### To do
Could you copy every record below exactly as it stands?

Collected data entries
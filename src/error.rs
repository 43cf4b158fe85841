//! Error types for the mobile messaging library.

use thiserror::Error;

/// Result type alias for mobile messaging operations
pub type Result<T> = std::result::Result<T, MessagingError>;

/// Main error type for the mobile messaging client
#[derive(Error, Debug, Clone, PartialEq, Eq)]
#[cfg_attr(feature = "uniffi", derive(uniffi::Error))]
#[cfg_attr(feature = "uniffi", uniffi(flat_error))]
pub enum MessagingError {
    #[error("Configuration error: {message}")]
    ConfigurationError { message: String },

    #[error("Invalid category: {message}")]
    InvalidCategory { message: String },

    #[error("Invalid state: {message}")]
    InvalidState { message: String },

    #[error("API error: {message}")]
    ApiError { message: String },

    #[error("Serialization error: {message}")]
    SerializationError { message: String },

    #[error("User data error: {message}")]
    UserDataError { message: String },
}

impl MessagingError {
    pub fn config(msg: impl Into<String>) -> Self {
        Self::ConfigurationError {
            message: msg.into(),
        }
    }

    pub fn invalid_category(msg: impl Into<String>) -> Self {
        Self::InvalidCategory {
            message: msg.into(),
        }
    }

    pub fn invalid_state(msg: impl Into<String>) -> Self {
        Self::InvalidState {
            message: msg.into(),
        }
    }

    pub fn api(msg: impl Into<String>) -> Self {
        Self::ApiError {
            message: msg.into(),
        }
    }

    pub fn serialization(msg: impl Into<String>) -> Self {
        Self::SerializationError {
            message: msg.into(),
        }
    }

    pub fn user_data(msg: impl Into<String>) -> Self {
        Self::UserDataError {
            message: msg.into(),
        }
    }
}

impl From<serde_json::Error> for MessagingError {
    fn from(err: serde_json::Error) -> Self {
        Self::serialization(err.to_string())
    }
}

impl From<url::ParseError> for MessagingError {
    fn from(err: url::ParseError) -> Self {
        Self::config(format!("Invalid URL: {}", err))
    }
}

impl From<chrono::ParseError> for MessagingError {
    fn from(err: chrono::ParseError) -> Self {
        Self::user_data(format!("Invalid date: {}", err))
    }
}
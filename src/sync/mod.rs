//! Synchronization of device data with the backend.

pub mod msisdn;

pub use msisdn::{MsisdnRegistrar, MsisdnSynchronizer, SyncOutcome};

### Solution below
filename src/error.rs
repository 43cf4b158fe85841
//! Error types for the mobile messaging library.

use thiserror::Error;

/// Result type alias for mobile messaging operations
pub type Result<T> = std::result::Result<T, MessagingError>;

/// Main error type for the mobile messaging client
#[derive(Error, Debug, Clone, PartialEq, Eq)]
#[cfg_attr(feature = "uniffi", derive(uniffi::Error))]
#[cfg_attr(feature = "uniffi", uniffi(flat_error))]
pub enum MessagingError {
    #[error("Configuration error: {message}")]
    ConfigurationError { message: String },

    #[error("Invalid category: {message}")]
    InvalidCategory { message: String },

    #[error("Invalid state: {message}")]
    InvalidState { message: String },

    #[error("API error: {message}")]
    ApiError { message: String },

    #[error("Serialization error: {message}")]
    SerializationError { message: String },

    #[error("User data error: {message}")]
    UserDataError { message: String },
}

impl MessagingError {
    pub fn config(msg: impl Into<String>) -> Self {
        Self::ConfigurationError {
            message: msg.into(),
        }
    }

    pub fn invalid_category(msg: impl Into<String>) -> Self {
        Self::InvalidCategory {
            message: msg.into(),
        }
    }

    pub fn invalid_state(msg: impl Into<String>) -> Self {
        Self::InvalidState {
            message: msg.into(),
        }
    }

    pub fn api(msg: impl Into<String>) -> Self {
        Self::ApiError {
            message: msg.into(),
        }
    }

    pub fn serialization(msg: impl Into<String>) -> Self {
        Self::SerializationError {
            message: msg.into(),
        }
    }

    pub fn user_data(msg: impl Into<String>) -> Self {
        Self::UserDataError {
            message: msg.into(),
        }
    }
}

impl From<serde_json::Error> for MessagingError {
    fn from(err: serde_json::Error) -> Self {
        Self::serialization(err.to_string())
    }
}

impl From<url::ParseError> for MessagingError {
    fn from(err: url::ParseError) -> Self {
        Self::config(format!("Invalid URL: {}", err))
    }
}

impl From<chrono::ParseError> for MessagingError {
    fn from(err: chrono::ParseError) -> Self {
        Self::user_data(format!("Invalid date: {}", err))
    }
}
filename src/sync/mod.rs
//! Synchronization of device data with the backend.

pub mod msisdn;

pub use msisdn::{MsisdnRegistrar, MsisdnSynchronizer, SyncOutcome};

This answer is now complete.